In 1964, Jan Mycielski [1] proved a wonderful theorem about independent sets in Polish spaces. He showed that if $X$ is an uncountable Polish space and $R_n$ is a meager subset of $X^n$ for each $n \geq 1$, then there is a perfect set $Z \subseteq X$ such that $(z_1,\dots,z_n) \notin R_n$ whenever $z_1,\dots,z_n$ are distinct elements of $Z$. In other words, $Z$ is $R_n$-independent for each $n \geq 1$. This is a wonderfully general theorem that has a multitude of applications.

One of my favorite theorems where Mycielski’s Theorem comes in handy is a remarkable partition theorem due to Fred Galvin [2].

Theorem (Galvin). Let $X$ be an uncountable Polish space and let $c:[X]^2\to\set{0,\dots,k-1}$ be a Baire measurable coloring where $k$ is a positive integer. Then $X$ has a perfect $c$-homogeneous subset.

Galvin proved a similar result for colorings of $[X]^3$, but with a weaker conclusion that triples from the perfect set take on at most two colors. Andreas Blass [3] then extended Galvin’s result to colorings of $[X]^n$, showing that there is a perfect set that takes on at most $(n-1)!$ colors.

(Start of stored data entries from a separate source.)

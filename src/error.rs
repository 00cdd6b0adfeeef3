//! Errors from fallible construction.
use core::fmt;

use crate::heap::AllocError;

/// Why a fallible in-place construction produced no handle.
///
/// Either way the block's storage has already been released.
#[derive(Clone, Copy, Debug, PartialEq, Eq)]
pub enum InitError<E> {
    /// The combined block could not be allocated; the payload constructor
    /// was never called.
    Alloc(AllocError),
    /// The payload constructor returned an error.
    Init(E),
}

impl<E: fmt::Display> fmt::Display for InitError<E> {
    fn fmt(&self, f: &mut fmt::Formatter<'_>) -> fmt::Result {
        match self {
            InitError::Alloc(e) => fmt::Display::fmt(e, f),
            InitError::Init(e) => write!(f, "payload construction failed: {}", e),
        }
    }
}

impl<E: core::error::Error + 'static> core::error::Error for InitError<E> {
    fn source(&self) -> Option<&(dyn core::error::Error + 'static)> {
        match self {
            InitError::Alloc(e) => Some(e),
            InitError::Init(e) => Some(e),
        }
    }
}

impl<E> From<AllocError> for InitError<E> {
    fn from(e: AllocError) -> Self {
        InitError::Alloc(e)
    }
}
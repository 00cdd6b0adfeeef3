//! Control blocks: the shared counts plus a type-erased way to destroy the
//! payload and the block itself.
//!
//! Every block starts with a [`ControlBlock`] header, so handles can keep a
//! plain `NonNull<ControlBlock>` no matter which concrete block (and which
//! payload, deleter and allocator types) created it. The two destructors are
//! stored in the header as function pointers instantiated for the concrete
//! block type.
//!
//! Counting protocol: `strong` is the number of live `Shared` handles.
//! `weak` is the number of live `Weak` handles, plus one extra reference
//! held collectively by the strong handles for as long as `strong > 0`.
//! The payload is destroyed when `strong` drops to zero; the block is freed
//! when `weak` drops to zero, which can only happen after that.
use core::{
    alloc::Layout,
    cell::Cell,
    mem::{self, ManuallyDrop, MaybeUninit},
    ptr::{self, NonNull},
};

use crate::{delete::Deleter, error::InitError, heap::Allocator, heap::AllocError};

/// Which kind of control block owns a payload.
#[derive(Clone, Copy, Debug, PartialEq, Eq, Hash)]
pub enum BlockKind {
    /// The payload lives in its own allocation; the block holds a pointer to
    /// it and the deleter that destroys it.
    Regular,
    /// The payload is stored inside the block, in the same allocation.
    InPlace,
}

// Counts and destructors shared by every handle to one payload.
pub(crate) struct ControlBlock {
    strong: Cell<usize>,
    weak: Cell<usize>,
    kind: BlockKind,
    destroy_payload: unsafe fn(NonNull<ControlBlock>),
    destroy_self: unsafe fn(NonNull<ControlBlock>),
}

impl ControlBlock {
    fn new(
        kind: BlockKind,
        strong: usize,
        destroy_payload: unsafe fn(NonNull<ControlBlock>),
        destroy_self: unsafe fn(NonNull<ControlBlock>),
    ) -> ControlBlock {
        ControlBlock {
            strong: Cell::new(strong),
            weak: Cell::new(1),
            kind,
            destroy_payload,
            destroy_self,
        }
    }

    pub(crate) fn kind(&self) -> BlockKind {
        self.kind
    }

    pub(crate) fn strong(&self) -> usize {
        self.strong.get()
    }

    /// Number of `Weak` handles, not counting the one owned by the strong
    /// handles.
    pub(crate) fn weak(&self) -> usize {
        let w = self.weak.get();
        if self.strong.get() > 0 {
            w - 1
        } else {
            w
        }
    }

    pub(crate) fn inc_strong(&self) {
        debug_assert!(self.strong.get() > 0, "strong count revived from zero");
        self.strong.set(self.strong.get() + 1);
    }

    pub(crate) fn inc_strong_if_nonzero(&self) -> bool {
        let s = self.strong.get();
        if s == 0 {
            false
        } else {
            self.strong.set(s + 1);
            true
        }
    }

    pub(crate) fn inc_weak(&self) {
        debug_assert!(self.weak.get() > 0, "weak count revived from zero");
        self.weak.set(self.weak.get() + 1);
    }

    /// Drops one strong reference, destroying the payload if it was the last
    /// one and the block too if no `Weak` is left.
    ///
    /// # Safety
    /// `block` must be live and the caller must own one strong reference.
    pub(crate) unsafe fn release_strong(block: NonNull<ControlBlock>) {
        let h = block.as_ref();
        let s = h.strong.get() - 1;
        h.strong.set(s);
        if s != 0 {
            return;
        }
        // last strong reference was just dropped
        let destroy_payload = h.destroy_payload;
        destroy_payload(block);

        // The payload's drop may have released weak references to its own
        // block. The implicit weak reference kept the block alive until here.
        ControlBlock::release_weak(block);
    }

    /// Drops one weak reference, freeing the block if it was the last one.
    ///
    /// # Safety
    /// `block` must be live and the caller must own one weak reference.
    pub(crate) unsafe fn release_weak(block: NonNull<ControlBlock>) {
        let h = block.as_ref();
        let w = h.weak.get() - 1;
        h.weak.set(w);
        if w != 0 {
            return;
        }
        debug_assert_eq!(h.strong.get(), 0, "block freed with live payload");
        let destroy_self = h.destroy_self;
        destroy_self(block);
    }
}

fn allocate<B, A: Allocator>(alloc: &A) -> Result<NonNull<B>, AllocError> {
    alloc.allocate(Layout::new::<B>()).map(NonNull::cast)
}

/// Block for a payload that was allocated on its own. Holds the payload
/// pointer, the deleter that destroys it, and the allocator for the block's
/// own storage.
#[repr(C)]
pub(crate) struct RegularBlock<T: ?Sized, D, A> {
    header: ControlBlock,
    alloc: ManuallyDrop<A>,
    deleter: ManuallyDrop<D>,
    ptr: NonNull<T>,
}

impl<T: ?Sized, D: Deleter<T>, A: Allocator> RegularBlock<T, D, A> {
    /// Allocates a block adopting `ptr`, with a strong count of one.
    ///
    /// On failure `ptr` is left untouched and `deleter` is dropped without
    /// being called.
    pub(crate) fn try_new(
        ptr: NonNull<T>,
        deleter: D,
        alloc: A,
    ) -> Result<NonNull<ControlBlock>, AllocError> {
        let b = allocate::<Self, A>(&alloc)?;
        unsafe {
            b.as_ptr().write(RegularBlock {
                header: ControlBlock::new(
                    BlockKind::Regular,
                    1,
                    Self::destroy_payload,
                    Self::destroy_self,
                ),
                alloc: ManuallyDrop::new(alloc),
                deleter: ManuallyDrop::new(deleter),
                ptr,
            });
        }
        Ok(b.cast())
    }

    unsafe fn destroy_payload(block: NonNull<ControlBlock>) {
        let b = block.cast::<Self>().as_ptr();
        let deleter = ManuallyDrop::take(&mut (*b).deleter);
        deleter.delete((*b).ptr);
    }

    unsafe fn destroy_self(block: NonNull<ControlBlock>) {
        let b = block.cast::<Self>().as_ptr();
        // The deleter was already consumed by `destroy_payload`; the rest
        // of the block has no drop glue apart from the allocator.
        let alloc = ManuallyDrop::take(&mut (*b).alloc);
        alloc.deallocate(block.cast(), Layout::new::<Self>());
    }
}

/// Block that stores the payload inline, so value and counts share one
/// allocation.
#[repr(C)]
pub(crate) struct InPlaceBlock<T, A> {
    header: ControlBlock,
    alloc: ManuallyDrop<A>,
    value: MaybeUninit<T>,
}

// Frees a block whose value was never written. Armed while user code that
// produces the value runs, so a panic there doesn't leak the block.
struct Unfinished<T, A: Allocator> {
    block: NonNull<InPlaceBlock<T, A>>,
}

impl<T, A: Allocator> Drop for Unfinished<T, A> {
    fn drop(&mut self) {
        unsafe { InPlaceBlock::<T, A>::destroy_self(self.block.cast()) }
    }
}

impl<T, A: Allocator> InPlaceBlock<T, A> {
    // Allocates the block with `value` uninitialized.
    fn allocate_uninit(alloc: A, strong: usize) -> Result<NonNull<Self>, AllocError> {
        let b = allocate::<Self, A>(&alloc)?;
        unsafe {
            let p = b.as_ptr();
            ptr::addr_of_mut!((*p).header).write(ControlBlock::new(
                BlockKind::InPlace,
                strong,
                Self::destroy_payload,
                Self::destroy_self,
            ));
            ptr::addr_of_mut!((*p).alloc).write(ManuallyDrop::new(alloc));
        }
        Ok(b)
    }

    fn value_ptr(b: NonNull<Self>) -> NonNull<T> {
        unsafe { NonNull::new_unchecked(ptr::addr_of_mut!((*b.as_ptr()).value) as *mut T) }
    }

    /// Allocates a block and moves the value produced by `init` into it, with
    /// a strong count of one. If `init` fails or panics, the block is freed
    /// and no handle ever sees it.
    pub(crate) fn try_new_with<E, F>(
        alloc: A,
        init: F,
    ) -> Result<(NonNull<ControlBlock>, NonNull<T>), InitError<E>>
    where
        F: FnOnce() -> Result<T, E>,
    {
        let b = Self::allocate_uninit(alloc, 0).map_err(InitError::Alloc)?;
        let guard = Unfinished { block: b };
        let value = init().map_err(InitError::Init)?;
        mem::forget(guard);
        let v = Self::value_ptr(b);
        unsafe {
            v.as_ptr().write(value);
            b.as_ref().header.strong.set(1);
        }
        Ok((b.cast(), v))
    }

    /// Allocates a block with a strong count of zero and one weak reference,
    /// which the caller owns. The value must be written through the returned
    /// pointer before calling [`InPlaceBlock::finish_cyclic`].
    pub(crate) fn new_cyclic_uninit(
        alloc: A,
    ) -> Result<(NonNull<ControlBlock>, NonNull<T>), AllocError> {
        let b = Self::allocate_uninit(alloc, 0)?;
        Ok((b.cast(), Self::value_ptr(b)))
    }

    /// Marks the value of a cyclic block as initialized. The caller's weak
    /// reference becomes the one held by the strong handles.
    ///
    /// # Safety
    /// The value must have been written.
    pub(crate) unsafe fn finish_cyclic(block: NonNull<ControlBlock>) {
        let h = block.as_ref();
        debug_assert_eq!(h.strong.get(), 0, "no prior strong references should exist");
        h.strong.set(1);
    }

    unsafe fn destroy_payload(block: NonNull<ControlBlock>) {
        let b = block.cast::<Self>().as_ptr();
        (*b).value.assume_init_drop();
    }

    unsafe fn destroy_self(block: NonNull<ControlBlock>) {
        let b = block.cast::<Self>().as_ptr();
        let alloc = ManuallyDrop::take(&mut (*b).alloc);
        alloc.deallocate(block.cast(), Layout::new::<Self>());
    }
}

#[cfg(test)]
mod tests {
    use super::*;
    use crate::heap::Global;
    use alloc::boxed::Box;
    use core::convert::Infallible;
    use std::{cell::Cell, rc::Rc};

    #[derive(Default)]
    struct Log {
        payload: Cell<usize>,
    }

    struct Tracked(Rc<Log>);
    impl Drop for Tracked {
        fn drop(&mut self) {
            self.0.payload.set(self.0.payload.get() + 1);
        }
    }

    #[test]
    fn test_in_place_protocol() {
        let log = Rc::new(Log::default());
        let l = log.clone();
        let (b, v) =
            InPlaceBlock::<Tracked, Global>::try_new_with(Global, || Ok::<_, Infallible>(Tracked(l)))
                .unwrap();
        unsafe {
            assert_eq!(b.as_ref().kind(), BlockKind::InPlace);
            assert!(Rc::ptr_eq(&v.as_ref().0, &log));
            assert_eq!((b.as_ref().strong(), b.as_ref().weak()), (1, 0));

            // one extra weak keeps the block alive past the payload
            b.as_ref().inc_weak();
            assert_eq!(b.as_ref().weak(), 1);
            ControlBlock::release_strong(b);
            assert_eq!(log.payload.get(), 1);
            assert_eq!((b.as_ref().strong(), b.as_ref().weak()), (0, 1));
            assert!(!b.as_ref().inc_strong_if_nonzero());
            ControlBlock::release_weak(b);
        }
        assert_eq!(log.payload.get(), 1);
    }

    #[test]
    fn test_regular_deleter_runs_once() {
        let calls = Rc::new(Cell::new(0));
        let c = calls.clone();
        let p = NonNull::from(Box::leak(Box::new(7u32)));
        let deleter = move |p: NonNull<u32>| {
            c.set(c.get() + 1);
            drop(unsafe { Box::from_raw(p.as_ptr()) });
        };
        let b = RegularBlock::try_new(p, deleter, Global).unwrap();
        unsafe {
            assert_eq!(b.as_ref().kind(), BlockKind::Regular);
            b.as_ref().inc_strong();
            ControlBlock::release_strong(b);
            assert_eq!(calls.get(), 0);
            ControlBlock::release_strong(b);
        }
        assert_eq!(calls.get(), 1);
    }

    #[test]
    fn test_failed_init_frees_block() {
        let r = InPlaceBlock::<u64, Global>::try_new_with(Global, || Err::<u64, _>("nope"));
        assert!(matches!(r, Err(InitError::Init("nope"))));
    }
}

Galvin’s result has many applications too. For example, Rafał Filipów and I used it in [4] it to show that if $X$ is a perfect Abelian Polish group, then $X$ contains a Marczewski null set $A$ such that the algebraic sum $A + A$ is not Marczewski measurable.

Alan Taylor [5] generalized the result to Baire measurable colorings $c:[X]^2\to\kappa$ where $\kappa$ is any cardinal smaller than $\cov(\meager)$. Doing so, Taylor similarly generalized Mycielski’s Theorem, but he only stated the result for binary relations. Recently, Rafał Filipów, Tomasz Natkaniec and I needed this generalization for relations of arbitrary arity. Unfortunately, the Mycielski–Taylor result has never been stated in full generality, so we included a proof in our paper [6]. I am copying this proof here because I think the result is of independent interest and our proof is a nice application of Cohen forcing. A nice consequence of this extended Mycielski–Taylor Theorem is that Blass’s result extends to Baire measurable colorings $c:[X]^n\to\kappa$ where $\kappa \lt \cov(\meager)$ in the same way that Taylor generalized Galvin’s result for partitions of pairs.

Theorem (Mycielski, Taylor). Let $X$ be an uncountable Polish space and let $\mathcal{R}$ be a family of fewer than $\cov(\meager)$ closed nowhere dense relations on $X$, i.e., each $R \in \mathcal{R}$ is a closed nowhere dense subset of $X^n$ for some $n = n(R)$. Then $X$ contains a perfect set which is $R$-independent for every $R \in \mathcal{R}$.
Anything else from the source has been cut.